EXERCISE GOAL>
Identify all lines below that hold "kind" and collect them.

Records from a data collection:
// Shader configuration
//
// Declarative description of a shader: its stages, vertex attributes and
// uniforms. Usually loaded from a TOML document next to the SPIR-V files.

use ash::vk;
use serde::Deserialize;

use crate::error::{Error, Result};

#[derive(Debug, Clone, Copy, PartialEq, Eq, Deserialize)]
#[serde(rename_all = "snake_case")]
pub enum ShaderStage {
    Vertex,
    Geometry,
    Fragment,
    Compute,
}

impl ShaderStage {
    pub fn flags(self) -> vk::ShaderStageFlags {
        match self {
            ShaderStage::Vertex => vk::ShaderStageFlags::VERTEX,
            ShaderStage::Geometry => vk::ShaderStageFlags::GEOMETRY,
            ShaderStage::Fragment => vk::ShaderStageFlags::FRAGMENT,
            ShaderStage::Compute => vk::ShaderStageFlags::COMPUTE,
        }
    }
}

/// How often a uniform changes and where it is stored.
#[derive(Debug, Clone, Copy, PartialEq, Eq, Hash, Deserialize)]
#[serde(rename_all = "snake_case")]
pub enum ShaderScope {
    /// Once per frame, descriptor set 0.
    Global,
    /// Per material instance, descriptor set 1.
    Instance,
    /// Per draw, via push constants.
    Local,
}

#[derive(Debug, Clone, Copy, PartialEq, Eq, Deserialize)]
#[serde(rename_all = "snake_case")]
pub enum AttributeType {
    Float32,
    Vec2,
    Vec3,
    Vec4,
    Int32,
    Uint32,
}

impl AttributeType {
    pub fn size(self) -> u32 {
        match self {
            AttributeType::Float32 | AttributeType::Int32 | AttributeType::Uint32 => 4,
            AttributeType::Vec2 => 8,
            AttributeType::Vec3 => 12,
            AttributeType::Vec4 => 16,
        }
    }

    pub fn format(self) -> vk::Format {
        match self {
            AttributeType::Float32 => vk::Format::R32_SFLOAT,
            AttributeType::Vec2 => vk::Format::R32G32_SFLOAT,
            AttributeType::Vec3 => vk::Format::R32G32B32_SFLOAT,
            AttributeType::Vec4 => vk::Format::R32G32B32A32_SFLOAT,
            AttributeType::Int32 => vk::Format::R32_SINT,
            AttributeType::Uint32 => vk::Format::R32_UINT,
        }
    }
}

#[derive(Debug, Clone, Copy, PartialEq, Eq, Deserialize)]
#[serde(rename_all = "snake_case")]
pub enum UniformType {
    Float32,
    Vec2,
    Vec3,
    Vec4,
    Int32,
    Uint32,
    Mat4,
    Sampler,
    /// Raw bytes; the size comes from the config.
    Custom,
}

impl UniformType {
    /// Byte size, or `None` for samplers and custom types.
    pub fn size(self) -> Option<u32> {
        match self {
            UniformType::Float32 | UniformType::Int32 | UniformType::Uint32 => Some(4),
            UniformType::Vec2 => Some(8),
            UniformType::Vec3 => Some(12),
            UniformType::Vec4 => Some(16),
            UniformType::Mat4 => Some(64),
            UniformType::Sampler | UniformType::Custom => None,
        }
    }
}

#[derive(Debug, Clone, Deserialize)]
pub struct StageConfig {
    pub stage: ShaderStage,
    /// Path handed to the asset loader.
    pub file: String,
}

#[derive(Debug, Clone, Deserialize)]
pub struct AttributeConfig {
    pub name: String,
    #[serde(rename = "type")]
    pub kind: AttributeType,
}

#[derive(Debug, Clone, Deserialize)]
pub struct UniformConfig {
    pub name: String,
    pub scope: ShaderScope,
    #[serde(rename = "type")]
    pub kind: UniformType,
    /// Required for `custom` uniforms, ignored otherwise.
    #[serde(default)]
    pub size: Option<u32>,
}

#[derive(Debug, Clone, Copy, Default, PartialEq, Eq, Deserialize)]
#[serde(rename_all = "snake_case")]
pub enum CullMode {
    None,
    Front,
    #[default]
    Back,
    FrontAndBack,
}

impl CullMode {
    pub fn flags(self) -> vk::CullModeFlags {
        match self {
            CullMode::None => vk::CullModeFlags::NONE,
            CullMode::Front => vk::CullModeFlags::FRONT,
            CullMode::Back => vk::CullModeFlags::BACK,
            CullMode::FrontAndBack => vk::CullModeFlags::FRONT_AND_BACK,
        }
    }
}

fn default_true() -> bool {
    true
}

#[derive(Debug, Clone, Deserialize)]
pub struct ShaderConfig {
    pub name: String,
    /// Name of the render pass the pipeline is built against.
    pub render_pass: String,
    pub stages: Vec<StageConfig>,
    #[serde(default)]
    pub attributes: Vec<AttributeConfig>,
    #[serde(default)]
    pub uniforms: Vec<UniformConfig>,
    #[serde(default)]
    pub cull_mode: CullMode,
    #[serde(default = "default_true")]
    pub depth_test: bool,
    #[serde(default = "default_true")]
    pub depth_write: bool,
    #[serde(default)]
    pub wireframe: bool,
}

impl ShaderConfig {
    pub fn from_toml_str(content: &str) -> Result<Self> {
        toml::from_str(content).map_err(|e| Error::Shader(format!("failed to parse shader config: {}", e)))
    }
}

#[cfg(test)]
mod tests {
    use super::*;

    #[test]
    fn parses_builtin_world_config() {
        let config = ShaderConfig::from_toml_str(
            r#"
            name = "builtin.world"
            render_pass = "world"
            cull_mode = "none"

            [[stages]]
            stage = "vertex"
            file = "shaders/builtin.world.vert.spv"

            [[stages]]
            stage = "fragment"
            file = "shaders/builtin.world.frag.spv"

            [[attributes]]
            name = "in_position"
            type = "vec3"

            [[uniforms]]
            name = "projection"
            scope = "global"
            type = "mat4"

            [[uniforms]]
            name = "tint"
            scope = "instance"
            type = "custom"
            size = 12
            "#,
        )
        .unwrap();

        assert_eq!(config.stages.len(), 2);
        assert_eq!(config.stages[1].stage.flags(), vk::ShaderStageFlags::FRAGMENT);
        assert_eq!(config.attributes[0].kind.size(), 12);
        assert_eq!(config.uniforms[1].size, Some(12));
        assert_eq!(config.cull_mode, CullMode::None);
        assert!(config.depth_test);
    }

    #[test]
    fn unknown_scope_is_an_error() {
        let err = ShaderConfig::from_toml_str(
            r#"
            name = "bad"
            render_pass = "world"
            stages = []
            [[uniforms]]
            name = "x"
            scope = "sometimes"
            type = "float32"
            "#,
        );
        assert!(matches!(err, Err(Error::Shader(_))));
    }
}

WRITTEN SOLUTION>
    pub kind: AttributeType,
    pub kind: UniformType,
        assert_eq!(config.attributes[0].kind.size(), 12);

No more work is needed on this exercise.